Among the key points in the report include buildup in space: it observes that by January 2024 China had already tripled its ISR satellite platforms on-orbit since 2018. Those satellites, along with others, and “coupled with PLA’s growing space-based ISR order of battle has dramatically increased its ability to monitor, track and target US and allied forces both terrestrially and on orbit.”
On nuclear weapons: China’s stockpile of nuclear weapons “remained in the low 600s through 2024,” the report says, which reflected a “slower rate of production” compared to previous years. However, it said a “massive” nuclear expansion has continued, and the PLA” remains on track to have over 1,000 warheads by 2030. For comparison, the US holds around 3,700 nuclear warheads and Russia has around 4,300, according to the Federation of American Scientists.
Missiles in silos: The report contends that the Chinese military has “likely loaded more than 100 solid-propellant ICBM missile silos at its three silo fields with DF-31 class ICBMs, which are very likely intended to support EWCS [early warning counterstrike capability].”
An ICMB into the Pacific: In September 2024 China launched an unarmed intercontinental ballistic missile “into the Pacific Ocean for the first time since 1980, probably to practice a wartime nuclear deterrence operation […].” (China warned the US about the test, but not some neighbours like Japan or the Philippines.)
In cyberspace: “In 2024, China’s cyber actors continued to conduct widespread cyberespionage and pre-position cyberattack capabilities against the United States, its allies, and partners, in line with Beijing’s goals to gain dominance in the information domain,” the report says, referencing the widespread Salt Typhoon and Volt Typhoon infections.
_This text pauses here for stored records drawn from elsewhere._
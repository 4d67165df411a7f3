//! # batmand
//!
//! A B.A.T.M.A.N. mesh routing daemon. Every node periodically floods
//! originator messages (OGMs); each node learns, per originator, which
//! neighbor delivers the most of that originator's recent sequence numbers
//! and installs a route through it.
//!
//! ## Quick Start
//!
//! ```no_run
//! use batmand::api::{DaemonBuilder, DaemonConfig, InterfaceConfig};
//! use batmand::network::UdpTransport;
//! use std::net::Ipv4Addr;
//!
//! #[tokio::main]
//! async fn main() -> Result<(), Box<dyn std::error::Error>> {
//!     let config = DaemonConfig::new(vec![InterfaceConfig::new(
//!         "wlan0",
//!         Ipv4Addr::new(10, 0, 0, 1),
//!         24,
//!     )]);
//!     let transport = UdpTransport::bind(&config.batman_interfaces(), config.port).await?;
//!     let mut daemon = DaemonBuilder::new(config).build(transport)?;
//!
//!     daemon.run().await?;
//!     Ok(())
//! }
//! ```
//!
//! ## Layout
//!
//! - [`protocol`]: OGM and HNA wire format
//! - [`collections`]: sequence windows, the originator table, quality rings
//! - [`routing`]: originator tracking, route selection, forwarding, purging
//! - [`network`]: transport, route table, tunnel and clock collaborators
//! - [`api`]: configuration and the daemon main loop

#![warn(missing_docs)]
#![warn(rust_2018_idioms)]

pub mod api;
pub mod collections;
pub mod error;
pub mod network;
pub mod protocol;
pub mod routing;

// Re-export main types
pub use api::{Daemon, DaemonBuilder, DaemonConfig, DaemonState, InterfaceConfig, RoutingHandle};
pub use error::{ConfigError, Error, NetworkError, ProtocolError, Result, RouteError};
pub use network::{BatmanIf, Clock, Datagram, JitterSource, RouteTable, Transport, TunnelControl};
pub use protocol::{HnaEntry, Ogm, OgmHeader};
pub use routing::{Originator, RoutingClass, RoutingSettings, RoutingState};
//! Internet gateway selection
//!
//! Originators advertising a non-zero gateway class are tracked in a
//! [`GatewayList`]. When gateway routing is enabled the list picks one of them
//! and keeps a tunnel session to it through the [`TunnelControl`]
//! collaborator.
//!
//! Entries are never freed straight away. A gateway that stops advertising
//! (or whose originator is purged) moves to [`GatewayState::PendingRemoval`];
//! selection skips it, and only a later purge sweep frees it.

use super::originator::Originator;
use crate::collections::HashTable;
use crate::network::TunnelControl;
use serde::{Deserialize, Serialize};
use std::net::Ipv4Addr;

/// Default backoff base after a gateway failure, in milliseconds
pub const DEFAULT_GW_PENALTY_MS: u64 = 30_000;

/// Gateway selection policy
#[derive(Debug, Clone, Copy, PartialEq, Eq, Serialize, Deserialize, Default)]
#[serde(rename_all = "kebab-case")]
pub enum RoutingClass {
    /// Do not use gateways
    #[default]
    Disabled,
    /// Maximize link quality times advertised bandwidth class
    Fast,
    /// Same scoring as [`RoutingClass::Fast`]; no separate stability metric
    /// exists
    Stable,
    /// Maximize link quality alone
    BestStatistic,
}

/// Lifecycle of a gateway entry
#[derive(Debug, Clone, Copy, PartialEq, Eq)]
pub enum GatewayState {
    /// Eligible for selection
    Active,
    /// No longer eligible, freed by the purge sweep
    PendingRemoval {
        /// When the entry was retired
        since: u64,
    },
}

/// One known gateway
#[derive(Debug, Clone, PartialEq, Eq)]
pub struct GatewayNode {
    /// Address of the gateway's originator
    pub orig: Ipv4Addr,
    /// Advertised gateway class
    pub gwflags: u8,
    /// Lifecycle state
    pub state: GatewayState,
    /// Number of failures; the backoff grows with its square
    pub unavail_factor: u32,
    /// Time of the last failure
    pub last_failure: u64,
}

impl GatewayNode {
    fn new(orig: Ipv4Addr, gwflags: u8) -> Self {
        Self {
            orig,
            gwflags,
            state: GatewayState::Active,
            unavail_factor: 0,
            last_failure: 0,
        }
    }

    /// Whether the backoff after the last failure is still running.
    pub fn in_backoff(&self, now: u64, penalty_ms: u64) -> bool {
        let factor = self.unavail_factor as u64;
        factor * factor * penalty_ms + self.last_failure > now
    }
}

/// Decode a gateway class byte into (download, upload) in kbit/s.
///
/// Bit layout `dddddsuuu`: the top bit plus the next four select a
/// download magnitude, the low three bits an upload fraction.
pub fn gateway_speeds(gwflags: u8) -> (u32, u32) {
    let sbit = ((gwflags & 0x80) >> 7) as u32;
    let dpart = ((gwflags & 0x78) >> 3) as u32;
    let upart = (gwflags & 0x07) as u32;

    let down = 32 * (sbit + 2) * (1u32 << dpart);
    let up = ((upart + 1) * down) / 8;
    (down, up)
}

/// Gateway bookkeeping and selection
pub struct GatewayList {
    nodes: Vec<GatewayNode>,
    current: Option<Ipv4Addr>,
    tunnel: Box<dyn TunnelControl>,
    routing_class: RoutingClass,
    preferred: Option<Ipv4Addr>,
    penalty_ms: u64,
}

impl GatewayList {
    /// Empty list driving `tunnel`.
    pub fn new(
        tunnel: Box<dyn TunnelControl>,
        routing_class: RoutingClass,
        preferred: Option<Ipv4Addr>,
        penalty_ms: u64,
    ) -> Self {
        Self {
            nodes: Vec::new(),
            current: None,
            tunnel,
            routing_class,
            preferred,
            penalty_ms,
        }
    }

    /// Selection policy in use.
    pub fn routing_class(&self) -> RoutingClass {
        self.routing_class
    }

    /// Gateway of the running tunnel session.
    pub fn current(&self) -> Option<Ipv4Addr> {
        self.current
    }

    /// All entries, including those pending removal.
    pub fn nodes(&self) -> &[GatewayNode] {
        &self.nodes
    }

    /// Entry for `orig`.
    pub fn get(&self, orig: Ipv4Addr) -> Option<&GatewayNode> {
        self.nodes.iter().find(|node| node.orig == orig)
    }

    fn get_mut(&mut self, orig: Ipv4Addr) -> Option<&mut GatewayNode> {
        self.nodes.iter_mut().find(|node| node.orig == orig)
    }

    /// React to an originator's gateway class changing to `gwflags`.
    ///
    /// Non-zero classes create or revive the entry; zero retires it.
    pub fn update(&mut self, orig: Ipv4Addr, gwflags: u8, now: u64) {
        if gwflags == 0 {
            self.retire(orig, now);
            return;
        }

        let (down, up) = gateway_speeds(gwflags);
        match self.get_mut(orig) {
            Some(node) => {
                node.gwflags = gwflags;
                if node.state != GatewayState::Active {
                    tracing::info!(gateway = %orig, "gateway announcement restored");
                    node.state = GatewayState::Active;
                }
            },
            None => {
                tracing::info!(
                    gateway = %orig,
                    gwflags,
                    down_kbit = down,
                    up_kbit = up,
                    "found new gateway"
                );
                self.nodes.push(GatewayNode::new(orig, gwflags));
            },
        }
    }

    /// Mark `orig`'s entry for removal and leave its tunnel if it is the
    /// current gateway. Returns whether an active entry was retired.
    pub fn retire(&mut self, orig: Ipv4Addr, now: u64) -> bool {
        let Some(node) = self.get_mut(orig) else {
            return false;
        };
        if node.state != GatewayState::Active {
            return false;
        }
        node.state = GatewayState::PendingRemoval { since: now };
        tracing::info!(gateway = %orig, "gateway retired");

        if self.current == Some(orig) {
            self.tunnel.stop();
            self.current = None;
        }
        true
    }

    /// Free entries that have been pending removal for more than twice the
    /// purge timeout. Returns the number freed.
    pub fn purge(&mut self, now: u64, purge_timeout: u64) -> usize {
        let before = self.nodes.len();
        self.nodes.retain(|node| match node.state {
            GatewayState::PendingRemoval { since } if since + 2 * purge_timeout < now => {
                tracing::debug!(gateway = %node.orig, "freeing gateway entry");
                false
            },
            _ => true,
        });
        before - self.nodes.len()
    }

    /// The tunnel to `gateway` failed: back off from it and drop the session.
    pub fn report_failure(&mut self, gateway: Ipv4Addr, now: u64) {
        let Some(node) = self.get_mut(gateway) else {
            return;
        };
        node.unavail_factor += 1;
        node.last_failure = now;
        tracing::warn!(
            %gateway,
            unavail_factor = node.unavail_factor,
            "gateway failure reported"
        );

        if self.current == Some(gateway) {
            self.tunnel.stop();
            self.current = None;
        }
    }

    /// Pick the best eligible gateway and move the tunnel to it if it
    /// differs from the current one.
    ///
    /// Eligible means active, outside its failure backoff, and reachable
    /// through an installed router. A reachable preferred gateway wins
    /// outright.
    pub fn choose(&mut self, originators: &HashTable<Ipv4Addr, Originator>, now: u64) {
        if self.routing_class == RoutingClass::Disabled {
            return;
        }

        let mut best: Option<(Ipv4Addr, u8)> = None;
        let mut max_score = 0u64;
        let mut max_packets = 0u32;

        for node in &self.nodes {
            if node.state != GatewayState::Active {
                continue;
            }
            if node.in_backoff(now, self.penalty_ms) {
                continue;
            }
            let Some(orig) = originators.find(&node.orig) else {
                continue;
            };
            let Some(router) = orig.router_node() else {
                continue;
            };

            let packets = router.packet_count;
            let better = match self.routing_class {
                RoutingClass::Fast | RoutingClass::Stable => {
                    let score = packets as u64 * node.gwflags as u64;
                    // Packet count only breaks ties against the current best.
                    let better = score > max_score || (score == max_score && packets > max_packets);
                    if better {
                        max_score = score;
                    }
                    better
                },
                RoutingClass::BestStatistic => packets > max_packets,
                RoutingClass::Disabled => false,
            };
            if better {
                max_packets = packets;
                best = Some((node.orig, node.gwflags));
            }

            if self.preferred == Some(node.orig) {
                best = Some((node.orig, node.gwflags));
                break;
            }
        }

        let chosen = best.map(|(orig, _)| orig);
        if chosen == self.current {
            return;
        }

        if let Some(old) = self.current.take() {
            tracing::info!(gateway = %old, "leaving gateway");
            self.tunnel.stop();
        }

        let Some((gateway, gwflags)) = best else {
            return;
        };
        match self.tunnel.start(gateway, gwflags) {
            Ok(()) => {
                tracing::info!(%gateway, gwflags, "using gateway");
                self.current = Some(gateway);
                if let Some(node) = self.get_mut(gateway) {
                    node.unavail_factor = 0;
                }
            },
            Err(e) => {
                tracing::warn!(%gateway, error = %e, "cannot reach gateway");
                if let Some(node) = self.get_mut(gateway) {
                    node.unavail_factor += 1;
                    node.last_failure = now;
                }
            },
        }
    }

    /// Tear the tunnel down for good.
    pub fn shutdown(&mut self) {
        if self.current.take().is_some() {
            self.tunnel.stop();
        }
    }
}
Relations with Russia: The report notes that in July 2024 China and Russia flew a “combined bomber patrol into the US Alaska Air Defence Identification Zone (ADIZ) for the first time,” which came months before the two nations “conducted their first combined coast guard patrol” in the Bering Sea. Overall, the report says Beijing and Moscow “deepened their strategic relationship, almost certainly driven by a shared interest in countering the United States” — but the two have stopped short of a defence alliance.
The report comes just weeks after the Trump administration published its National Security Strategy, which mostly shifted American focus to the Western Hemisphere and, when it discussed China, focused on economic relations.
“Under President Trump’s leadership, relations between the United States and China are stronger than they have been in many years, and the Department of War will support efforts to build on this progress,” the report says. “[…] At the same time, we will ensure that the Joint Force is always ready and able to defend our nation’s interests in the Indo-Pacific. As we do so, it bears emphasising that US interests in the Indo-Pacific are fundamental — but also scoped and reasonable.
“We do not seek to strangle, dominate, or humiliate China,” it says.